= WHAT TO WORK ON =
What lines of the material below hold the string "undone"? Copy them out.

= = = = = = =

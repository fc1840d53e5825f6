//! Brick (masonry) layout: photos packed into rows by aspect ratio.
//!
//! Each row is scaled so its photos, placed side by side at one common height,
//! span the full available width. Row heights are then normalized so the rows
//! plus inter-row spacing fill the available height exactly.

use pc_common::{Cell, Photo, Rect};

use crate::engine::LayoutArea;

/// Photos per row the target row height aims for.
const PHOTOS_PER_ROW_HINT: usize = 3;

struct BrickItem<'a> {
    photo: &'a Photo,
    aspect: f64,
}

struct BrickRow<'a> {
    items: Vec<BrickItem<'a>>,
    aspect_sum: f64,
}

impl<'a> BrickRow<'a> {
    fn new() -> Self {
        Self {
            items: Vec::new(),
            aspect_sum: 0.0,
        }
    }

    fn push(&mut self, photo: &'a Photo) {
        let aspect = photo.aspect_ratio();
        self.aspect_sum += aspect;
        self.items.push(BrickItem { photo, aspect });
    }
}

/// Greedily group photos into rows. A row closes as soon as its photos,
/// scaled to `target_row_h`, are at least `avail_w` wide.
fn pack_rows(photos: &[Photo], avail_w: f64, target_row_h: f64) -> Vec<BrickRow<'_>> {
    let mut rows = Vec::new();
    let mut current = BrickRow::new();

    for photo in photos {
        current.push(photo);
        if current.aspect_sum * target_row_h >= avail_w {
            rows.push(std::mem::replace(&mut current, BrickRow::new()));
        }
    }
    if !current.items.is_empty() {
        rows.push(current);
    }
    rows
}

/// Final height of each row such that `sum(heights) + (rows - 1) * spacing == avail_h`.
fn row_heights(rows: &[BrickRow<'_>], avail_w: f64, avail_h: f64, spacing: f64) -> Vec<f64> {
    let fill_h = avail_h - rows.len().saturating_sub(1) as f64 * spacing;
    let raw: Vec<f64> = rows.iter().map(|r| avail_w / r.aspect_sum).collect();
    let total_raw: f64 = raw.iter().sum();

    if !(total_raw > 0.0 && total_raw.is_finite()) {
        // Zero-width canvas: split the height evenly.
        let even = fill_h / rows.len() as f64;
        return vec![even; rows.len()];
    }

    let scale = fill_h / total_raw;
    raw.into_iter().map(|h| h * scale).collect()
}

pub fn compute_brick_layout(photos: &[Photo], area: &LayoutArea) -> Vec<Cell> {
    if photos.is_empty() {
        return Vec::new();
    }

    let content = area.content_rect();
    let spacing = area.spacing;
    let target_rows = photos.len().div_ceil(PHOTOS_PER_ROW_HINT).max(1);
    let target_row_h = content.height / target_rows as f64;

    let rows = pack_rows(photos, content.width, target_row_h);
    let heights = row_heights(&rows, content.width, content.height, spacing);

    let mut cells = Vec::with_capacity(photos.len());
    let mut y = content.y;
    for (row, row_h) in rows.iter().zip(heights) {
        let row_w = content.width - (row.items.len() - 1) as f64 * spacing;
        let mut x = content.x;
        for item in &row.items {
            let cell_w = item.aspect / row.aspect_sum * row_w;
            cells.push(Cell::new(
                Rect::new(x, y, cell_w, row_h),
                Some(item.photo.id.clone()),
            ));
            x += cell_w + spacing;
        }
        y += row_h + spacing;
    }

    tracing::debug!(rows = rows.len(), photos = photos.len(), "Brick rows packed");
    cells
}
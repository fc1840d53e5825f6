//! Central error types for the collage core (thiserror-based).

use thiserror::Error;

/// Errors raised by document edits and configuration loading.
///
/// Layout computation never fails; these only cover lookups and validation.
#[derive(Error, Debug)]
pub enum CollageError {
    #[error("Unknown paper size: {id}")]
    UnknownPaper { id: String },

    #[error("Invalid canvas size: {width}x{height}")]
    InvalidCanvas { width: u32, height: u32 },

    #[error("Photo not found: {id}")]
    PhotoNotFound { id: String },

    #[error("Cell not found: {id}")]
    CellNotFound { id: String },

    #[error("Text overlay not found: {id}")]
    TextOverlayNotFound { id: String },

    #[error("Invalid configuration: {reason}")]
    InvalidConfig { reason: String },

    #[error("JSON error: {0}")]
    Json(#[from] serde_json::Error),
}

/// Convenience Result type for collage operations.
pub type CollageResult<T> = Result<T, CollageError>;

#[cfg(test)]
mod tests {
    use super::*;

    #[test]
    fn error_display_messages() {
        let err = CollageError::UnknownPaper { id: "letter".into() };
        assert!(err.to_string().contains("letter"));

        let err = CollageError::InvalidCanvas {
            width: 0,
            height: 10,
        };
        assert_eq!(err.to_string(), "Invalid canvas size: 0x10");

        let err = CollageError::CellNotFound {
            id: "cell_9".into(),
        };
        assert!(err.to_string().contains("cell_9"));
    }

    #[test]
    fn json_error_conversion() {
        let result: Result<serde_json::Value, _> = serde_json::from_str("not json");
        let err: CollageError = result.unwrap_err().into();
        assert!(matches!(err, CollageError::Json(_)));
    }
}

= = = = = = =

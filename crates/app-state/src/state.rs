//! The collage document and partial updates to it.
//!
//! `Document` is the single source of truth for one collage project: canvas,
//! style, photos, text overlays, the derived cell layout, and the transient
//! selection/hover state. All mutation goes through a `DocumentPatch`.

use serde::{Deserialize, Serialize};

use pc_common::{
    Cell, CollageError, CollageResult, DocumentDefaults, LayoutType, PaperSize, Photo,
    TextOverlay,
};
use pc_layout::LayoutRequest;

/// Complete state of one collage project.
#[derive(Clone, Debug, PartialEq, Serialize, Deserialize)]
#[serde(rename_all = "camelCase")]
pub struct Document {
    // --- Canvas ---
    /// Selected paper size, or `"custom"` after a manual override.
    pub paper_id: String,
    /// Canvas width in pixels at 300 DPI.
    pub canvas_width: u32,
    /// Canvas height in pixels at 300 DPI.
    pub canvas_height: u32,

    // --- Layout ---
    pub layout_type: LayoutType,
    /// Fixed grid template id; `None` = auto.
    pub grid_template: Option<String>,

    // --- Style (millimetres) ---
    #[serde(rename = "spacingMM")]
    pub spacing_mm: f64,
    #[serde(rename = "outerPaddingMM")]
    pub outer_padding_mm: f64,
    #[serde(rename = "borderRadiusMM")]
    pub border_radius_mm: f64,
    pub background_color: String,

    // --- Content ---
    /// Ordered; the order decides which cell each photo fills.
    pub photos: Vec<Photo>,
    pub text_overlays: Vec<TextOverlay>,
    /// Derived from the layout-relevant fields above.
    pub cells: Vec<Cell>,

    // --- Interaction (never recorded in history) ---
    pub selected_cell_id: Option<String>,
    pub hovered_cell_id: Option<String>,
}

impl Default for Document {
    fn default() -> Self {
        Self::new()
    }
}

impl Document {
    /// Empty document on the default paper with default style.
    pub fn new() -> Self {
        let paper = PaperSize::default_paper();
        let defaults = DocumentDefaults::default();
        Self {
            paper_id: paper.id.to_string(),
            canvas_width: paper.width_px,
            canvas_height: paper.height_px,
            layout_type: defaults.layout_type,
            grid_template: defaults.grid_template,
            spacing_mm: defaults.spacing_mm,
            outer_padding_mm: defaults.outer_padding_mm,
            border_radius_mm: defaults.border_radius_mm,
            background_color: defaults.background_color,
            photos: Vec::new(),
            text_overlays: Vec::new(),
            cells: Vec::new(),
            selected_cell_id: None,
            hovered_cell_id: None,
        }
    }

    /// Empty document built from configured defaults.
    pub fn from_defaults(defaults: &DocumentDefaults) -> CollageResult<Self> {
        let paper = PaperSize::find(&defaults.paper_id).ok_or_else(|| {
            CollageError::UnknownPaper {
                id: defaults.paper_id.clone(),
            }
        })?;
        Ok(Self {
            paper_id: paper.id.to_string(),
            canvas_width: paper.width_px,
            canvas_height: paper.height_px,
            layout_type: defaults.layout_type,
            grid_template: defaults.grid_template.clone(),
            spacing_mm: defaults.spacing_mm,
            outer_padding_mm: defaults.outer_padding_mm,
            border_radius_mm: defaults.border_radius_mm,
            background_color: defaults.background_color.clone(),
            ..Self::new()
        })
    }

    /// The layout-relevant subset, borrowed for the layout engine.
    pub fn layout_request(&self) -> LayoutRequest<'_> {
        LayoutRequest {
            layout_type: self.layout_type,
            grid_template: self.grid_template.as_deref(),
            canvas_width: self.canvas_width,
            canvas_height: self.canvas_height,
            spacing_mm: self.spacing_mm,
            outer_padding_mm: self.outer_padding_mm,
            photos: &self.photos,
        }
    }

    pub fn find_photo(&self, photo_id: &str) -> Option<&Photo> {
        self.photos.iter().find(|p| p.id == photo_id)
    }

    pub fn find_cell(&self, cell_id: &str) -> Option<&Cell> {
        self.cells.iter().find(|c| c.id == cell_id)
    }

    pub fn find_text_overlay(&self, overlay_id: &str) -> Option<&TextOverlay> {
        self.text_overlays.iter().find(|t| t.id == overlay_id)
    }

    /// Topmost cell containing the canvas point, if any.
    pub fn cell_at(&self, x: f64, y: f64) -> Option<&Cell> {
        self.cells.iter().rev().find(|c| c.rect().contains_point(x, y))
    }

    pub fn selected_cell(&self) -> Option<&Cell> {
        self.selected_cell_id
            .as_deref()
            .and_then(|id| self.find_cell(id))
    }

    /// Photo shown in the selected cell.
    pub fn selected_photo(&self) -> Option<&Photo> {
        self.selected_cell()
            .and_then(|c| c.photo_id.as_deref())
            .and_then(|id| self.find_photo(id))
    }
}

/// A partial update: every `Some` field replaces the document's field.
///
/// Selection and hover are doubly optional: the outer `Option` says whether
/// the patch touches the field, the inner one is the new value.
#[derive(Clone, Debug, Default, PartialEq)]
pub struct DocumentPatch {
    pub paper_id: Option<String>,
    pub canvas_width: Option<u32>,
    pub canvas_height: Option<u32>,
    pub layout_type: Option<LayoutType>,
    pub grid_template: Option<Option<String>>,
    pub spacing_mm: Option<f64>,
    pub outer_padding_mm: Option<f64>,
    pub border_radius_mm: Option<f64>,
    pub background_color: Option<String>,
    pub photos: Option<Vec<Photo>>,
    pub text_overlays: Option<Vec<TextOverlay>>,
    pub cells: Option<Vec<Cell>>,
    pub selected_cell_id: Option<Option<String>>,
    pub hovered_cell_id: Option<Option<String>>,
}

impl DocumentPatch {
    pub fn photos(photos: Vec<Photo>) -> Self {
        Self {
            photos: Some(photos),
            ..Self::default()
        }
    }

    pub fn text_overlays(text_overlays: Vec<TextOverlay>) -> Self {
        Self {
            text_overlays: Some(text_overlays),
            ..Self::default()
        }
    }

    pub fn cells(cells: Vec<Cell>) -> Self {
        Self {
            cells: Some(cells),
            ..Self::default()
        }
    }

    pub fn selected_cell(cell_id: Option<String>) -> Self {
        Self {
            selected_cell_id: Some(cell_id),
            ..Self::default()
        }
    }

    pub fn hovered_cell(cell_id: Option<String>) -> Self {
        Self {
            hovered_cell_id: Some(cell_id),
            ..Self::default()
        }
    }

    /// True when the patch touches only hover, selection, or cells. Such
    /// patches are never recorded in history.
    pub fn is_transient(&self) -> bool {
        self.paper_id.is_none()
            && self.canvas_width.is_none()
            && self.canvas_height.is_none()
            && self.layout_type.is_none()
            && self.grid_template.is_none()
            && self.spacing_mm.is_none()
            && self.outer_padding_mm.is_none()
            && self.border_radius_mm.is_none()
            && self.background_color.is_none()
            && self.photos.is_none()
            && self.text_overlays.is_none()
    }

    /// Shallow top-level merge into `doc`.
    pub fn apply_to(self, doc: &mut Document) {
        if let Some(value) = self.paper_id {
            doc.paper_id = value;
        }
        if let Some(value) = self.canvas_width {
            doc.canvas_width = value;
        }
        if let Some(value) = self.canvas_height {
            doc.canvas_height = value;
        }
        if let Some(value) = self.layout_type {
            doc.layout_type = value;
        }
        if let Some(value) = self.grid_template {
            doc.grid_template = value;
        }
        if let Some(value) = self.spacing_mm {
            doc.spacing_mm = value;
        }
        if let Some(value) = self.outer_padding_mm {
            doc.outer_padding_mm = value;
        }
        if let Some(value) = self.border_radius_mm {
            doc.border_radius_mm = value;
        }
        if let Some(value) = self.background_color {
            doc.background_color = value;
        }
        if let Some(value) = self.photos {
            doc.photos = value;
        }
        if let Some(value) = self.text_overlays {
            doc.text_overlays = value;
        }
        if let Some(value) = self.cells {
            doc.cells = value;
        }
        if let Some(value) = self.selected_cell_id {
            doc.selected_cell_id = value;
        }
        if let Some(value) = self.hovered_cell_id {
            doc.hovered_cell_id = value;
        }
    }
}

= = = = = = =

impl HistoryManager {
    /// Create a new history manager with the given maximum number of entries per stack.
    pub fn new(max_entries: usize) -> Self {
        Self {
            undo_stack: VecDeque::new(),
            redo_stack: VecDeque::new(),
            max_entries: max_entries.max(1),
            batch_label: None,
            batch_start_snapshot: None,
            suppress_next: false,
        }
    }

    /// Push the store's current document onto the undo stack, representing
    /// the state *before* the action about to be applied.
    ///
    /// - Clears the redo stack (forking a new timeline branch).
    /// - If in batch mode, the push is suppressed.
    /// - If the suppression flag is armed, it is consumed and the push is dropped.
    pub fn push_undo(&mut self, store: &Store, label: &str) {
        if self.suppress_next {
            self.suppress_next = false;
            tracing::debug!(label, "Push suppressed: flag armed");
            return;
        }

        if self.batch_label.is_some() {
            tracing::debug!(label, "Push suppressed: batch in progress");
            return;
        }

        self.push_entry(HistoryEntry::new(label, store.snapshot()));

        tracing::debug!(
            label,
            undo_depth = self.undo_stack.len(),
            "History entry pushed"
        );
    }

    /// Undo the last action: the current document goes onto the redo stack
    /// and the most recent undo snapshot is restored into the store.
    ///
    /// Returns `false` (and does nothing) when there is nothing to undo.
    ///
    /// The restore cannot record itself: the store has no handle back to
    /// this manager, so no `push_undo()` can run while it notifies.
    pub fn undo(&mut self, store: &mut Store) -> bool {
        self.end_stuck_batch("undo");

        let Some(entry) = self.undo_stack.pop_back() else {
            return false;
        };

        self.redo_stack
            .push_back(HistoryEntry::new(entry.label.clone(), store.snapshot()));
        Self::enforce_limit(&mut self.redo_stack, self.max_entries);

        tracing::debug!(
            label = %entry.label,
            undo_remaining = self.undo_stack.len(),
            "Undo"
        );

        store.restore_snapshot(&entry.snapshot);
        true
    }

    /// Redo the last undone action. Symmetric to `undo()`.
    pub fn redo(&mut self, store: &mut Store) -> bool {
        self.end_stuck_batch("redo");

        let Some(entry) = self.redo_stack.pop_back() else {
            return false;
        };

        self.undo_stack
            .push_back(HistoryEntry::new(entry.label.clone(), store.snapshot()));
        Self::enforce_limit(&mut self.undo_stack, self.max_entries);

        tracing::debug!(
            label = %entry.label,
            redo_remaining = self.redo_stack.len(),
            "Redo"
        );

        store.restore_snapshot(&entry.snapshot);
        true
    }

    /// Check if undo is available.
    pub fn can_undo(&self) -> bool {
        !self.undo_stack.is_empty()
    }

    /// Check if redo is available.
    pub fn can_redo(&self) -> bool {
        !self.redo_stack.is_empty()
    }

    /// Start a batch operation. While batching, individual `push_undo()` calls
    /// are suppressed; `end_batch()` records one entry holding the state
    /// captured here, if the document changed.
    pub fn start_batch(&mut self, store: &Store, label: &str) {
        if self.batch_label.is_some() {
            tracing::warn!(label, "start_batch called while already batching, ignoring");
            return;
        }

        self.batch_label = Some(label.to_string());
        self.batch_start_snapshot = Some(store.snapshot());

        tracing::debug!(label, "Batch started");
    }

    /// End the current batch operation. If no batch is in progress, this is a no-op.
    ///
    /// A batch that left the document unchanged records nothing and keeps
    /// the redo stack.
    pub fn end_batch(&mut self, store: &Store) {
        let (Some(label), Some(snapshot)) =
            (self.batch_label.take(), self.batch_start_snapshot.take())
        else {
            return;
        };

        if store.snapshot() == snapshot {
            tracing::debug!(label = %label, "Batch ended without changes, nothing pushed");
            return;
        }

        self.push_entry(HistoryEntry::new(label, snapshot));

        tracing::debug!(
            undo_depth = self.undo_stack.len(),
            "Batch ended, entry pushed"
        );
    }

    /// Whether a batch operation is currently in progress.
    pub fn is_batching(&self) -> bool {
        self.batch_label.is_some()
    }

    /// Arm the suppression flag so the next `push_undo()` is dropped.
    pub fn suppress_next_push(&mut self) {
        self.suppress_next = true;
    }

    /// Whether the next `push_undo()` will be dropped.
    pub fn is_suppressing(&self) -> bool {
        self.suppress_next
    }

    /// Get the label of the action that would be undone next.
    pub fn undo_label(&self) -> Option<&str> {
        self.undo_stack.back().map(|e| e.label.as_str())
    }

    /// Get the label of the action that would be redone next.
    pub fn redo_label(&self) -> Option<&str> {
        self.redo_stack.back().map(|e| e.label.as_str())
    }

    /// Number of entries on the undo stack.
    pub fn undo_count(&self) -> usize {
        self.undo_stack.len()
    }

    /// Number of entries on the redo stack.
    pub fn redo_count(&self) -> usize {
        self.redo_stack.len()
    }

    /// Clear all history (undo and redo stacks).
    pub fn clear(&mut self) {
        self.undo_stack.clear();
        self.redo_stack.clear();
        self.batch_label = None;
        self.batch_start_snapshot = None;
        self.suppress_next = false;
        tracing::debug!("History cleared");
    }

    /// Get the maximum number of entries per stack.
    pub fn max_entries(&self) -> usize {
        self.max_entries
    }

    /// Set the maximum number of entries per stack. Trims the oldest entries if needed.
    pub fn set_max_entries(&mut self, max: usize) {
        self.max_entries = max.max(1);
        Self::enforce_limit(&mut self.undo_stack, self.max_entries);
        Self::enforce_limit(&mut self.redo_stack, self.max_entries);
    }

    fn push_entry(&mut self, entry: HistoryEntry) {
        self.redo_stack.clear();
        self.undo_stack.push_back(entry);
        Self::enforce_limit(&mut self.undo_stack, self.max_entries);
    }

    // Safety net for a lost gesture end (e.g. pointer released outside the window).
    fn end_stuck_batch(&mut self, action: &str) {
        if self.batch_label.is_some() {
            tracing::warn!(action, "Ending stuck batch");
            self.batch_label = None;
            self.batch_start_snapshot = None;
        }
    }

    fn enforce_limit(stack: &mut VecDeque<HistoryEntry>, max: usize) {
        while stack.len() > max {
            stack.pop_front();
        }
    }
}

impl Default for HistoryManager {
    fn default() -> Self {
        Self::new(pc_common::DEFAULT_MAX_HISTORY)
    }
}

= = = = = = =

= TASK RESPONSE =
    /// Redo the last undone action. Symmetric to `undo()`.
    /// Get the label of the action that would be undone next.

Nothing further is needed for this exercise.